Messing Up My Cha-Cha Twelve years, eleven months, and fifteen days into living out my Top Cop fantasies--Christie Love with a better hairdo--my Nubian brothers down on Florence and Normandie had to go and pitch a serious bitch and mess up my cha-cha. Since May of '79, when I stood in the graduating class at the Police Academy, I had survived my years with the LAPD with little more than a few bruises, a shoulder prone to dislocation, and a couple of badly torn fingernails. Survived the early years in patrol cars with partners whose every joke began "There was a white man, a Mexican, and a nigg . uh . black man ." Survived my first assignment as a gang detective in Southwest, where I learned more about L.A. homeboys in the first three months than I had in three years of graduate study in criminology.

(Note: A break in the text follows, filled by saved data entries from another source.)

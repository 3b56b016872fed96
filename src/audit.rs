//! Audit event sink
//!
//! Fire-and-forget: the pipeline records events and carries on whether or not
//! the sink managed to store them. Failures are logged, never returned.

use auditlog::{Journal, JournalEntry};
use parking_lot::Mutex;
use serde::{Deserialize, Serialize};
use serde_json::{Value as Json, json};
use std::fmt::{self, Debug};
use std::path::Path;
use std::sync::Arc;
use tracing::{debug, warn};

use crate::config::AuditConfig;
use crate::error::AuditError;
use crate::validation::ValidationResult;

/// Pipeline transitions worth recording
#[derive(Debug, Clone, Copy, PartialEq, Eq, Hash, Serialize, Deserialize)]
#[serde(rename_all = "snake_case")]
pub enum AuditEventType {
    SpecValidated,
    SpecRejected,
    SecurityViolation,
    ArtifactGenerated,
    GenerationFailed,
    SpecRemoved,
    ReloadDiscarded,
    ScanCompleted,
}

impl AuditEventType {
    pub fn as_str(&self) -> &'static str {
        match self {
            AuditEventType::SpecValidated => "spec_validated",
            AuditEventType::SpecRejected => "spec_rejected",
            AuditEventType::SecurityViolation => "security_violation",
            AuditEventType::ArtifactGenerated => "artifact_generated",
            AuditEventType::GenerationFailed => "generation_failed",
            AuditEventType::SpecRemoved => "spec_removed",
            AuditEventType::ReloadDiscarded => "reload_discarded",
            AuditEventType::ScanCompleted => "scan_completed",
        }
    }
}

impl fmt::Display for AuditEventType {
    fn fmt(&self, f: &mut fmt::Formatter<'_>) -> fmt::Result {
        f.write_str(self.as_str())
    }
}

#[derive(Debug, Clone, PartialEq)]
pub struct AuditEvent {
    pub event_type: AuditEventType,
    pub identifier: String,
    pub outcome: String,
    pub detail: Json,
}

impl AuditEvent {
    pub fn new(
        event_type: AuditEventType,
        identifier: impl Into<String>,
        outcome: impl Into<String>,
        detail: Json,
    ) -> Self {
        Self {
            event_type,
            identifier: identifier.into(),
            outcome: outcome.into(),
            detail,
        }
    }
}

pub trait AuditSink: Send + Sync + Debug {
    fn record(&self, event: AuditEvent);
}

#[derive(Debug, Default)]
pub struct NullAuditSink;

impl AuditSink for NullAuditSink {
    fn record(&self, _event: AuditEvent) {}
}

/// Keeps events in memory; used by tests and the one-shot commands
#[derive(Debug, Default)]
pub struct MemoryAuditSink {
    events: Mutex<Vec<AuditEvent>>,
}

impl MemoryAuditSink {
    pub fn new() -> Self {
        Self::default()
    }

    pub fn events(&self) -> Vec<AuditEvent> {
        self.events.lock().clone()
    }

    pub fn count(&self, event_type: AuditEventType) -> usize {
        self.events.lock().iter().filter(|e| e.event_type == event_type).count()
    }
}

impl AuditSink for MemoryAuditSink {
    fn record(&self, event: AuditEvent) {
        self.events.lock().push(event);
    }
}

/// Appends events to the JSONL journal
#[derive(Debug)]
pub struct JournalAuditSink {
    journal: Journal,
}

impl JournalAuditSink {
    pub fn open(path: &Path) -> Result<Self, AuditError> {
        debug!(?path, "JournalAuditSink::open: called");
        let journal = Journal::open(path).map_err(|e| AuditError::Open {
            path: path.to_path_buf(),
            message: e.to_string(),
        })?;
        Ok(Self { journal })
    }

    pub fn journal(&self) -> &Journal {
        &self.journal
    }
}

impl AuditSink for JournalAuditSink {
    fn record(&self, event: AuditEvent) {
        let entry = JournalEntry::new(event.event_type.as_str(), event.identifier, event.outcome, event.detail);
        if let Err(e) = self.journal.append(&entry) {
            warn!(error = %e, event_type = %entry.event_type, "JournalAuditSink::record: append failed");
        }
    }
}

/// Sink described by the configuration; falls back to a null sink if the journal cannot be opened
pub fn sink_from_config(config: &AuditConfig) -> Arc<dyn AuditSink> {
    if !config.enabled {
        return Arc::new(NullAuditSink);
    }
    match JournalAuditSink::open(&config.expanded_path()) {
        Ok(sink) => Arc::new(sink),
        Err(e) => {
            warn!(error = %e, "Audit journal unavailable, events will not be recorded");
            Arc::new(NullAuditSink)
        }
    }
}

/// Record the outcome of one validation run
///
/// Every security violation gets its own event, followed by one
/// validated/rejected event for the file.
pub fn record_result(sink: &dyn AuditSink, result: &ValidationResult) {
    let id = result.id.clone().unwrap_or_else(|| result.path.display().to_string());
    for violation in result.security_violations() {
        sink.record(AuditEvent::new(
            AuditEventType::SecurityViolation,
            id.as_str(),
            "rejected",
            json!({
                "path": result.path,
                "message": violation.message,
                "location": violation.location.to_string(),
            }),
        ));
    }
    let (event_type, outcome) = if result.passed() {
        (AuditEventType::SpecValidated, "ok")
    } else {
        (AuditEventType::SpecRejected, "failed")
    };
    sink.record(AuditEvent::new(
        event_type,
        id.as_str(),
        outcome,
        json!({
            "path": result.path,
            "errors": result.errors.len(),
            "warnings": result.warnings.len(),
            "category": result.category(),
        }),
    ));
}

And let me not forget the edu-mo-cation I got when I went over to South Bureau Homicide, where I saw more dead bodies in five years than detectives in other parts of the country see in their whole careers. I had survived stun guns and choke holds; Afro puffs and Jheri curls; floods, fires, and medflies; the '84 Olympics and the Whittier quake. At thirty-eight, I weighed thirty pounds less than I had in high school, had all my teeth, and had never, until getting caught near ground zero on a fine spring day, seriously been in fear for my life. But thanks to twelve decent, Gates-fearing residents of Simi Valley and its pro-cop environs, I spent the days leading up to my thirteenth anniversary in the Department back in uniform dodging bullets, new jack Molotov cocktails, and more Pampers tossed through broken grocery store windows than I care to remember. As I watched the city I loved go to hell in a handbasket, I kept reminding myself that the Los Angeles I wanted to protect and to serve was basically composed of law-abiding citizens, not mad looters dragging microwaves down Pico Boulevard--near my house, no less. There was a deadly carnival atmosphere in the air. Gang members and grandmothers, who usually gave each other a wide berth, were united in their rage over the verdict and the stench of despair that had hovered in the air since Watts blew up in 1965. But unlike the Watts riots, which were confined by segregation to a much smaller area, the alliance of the poor and the befuddled yearning to live large was everywhere, of every color and economic class, all wanting to bring down some particularly offensive part of the system in their corner of the city.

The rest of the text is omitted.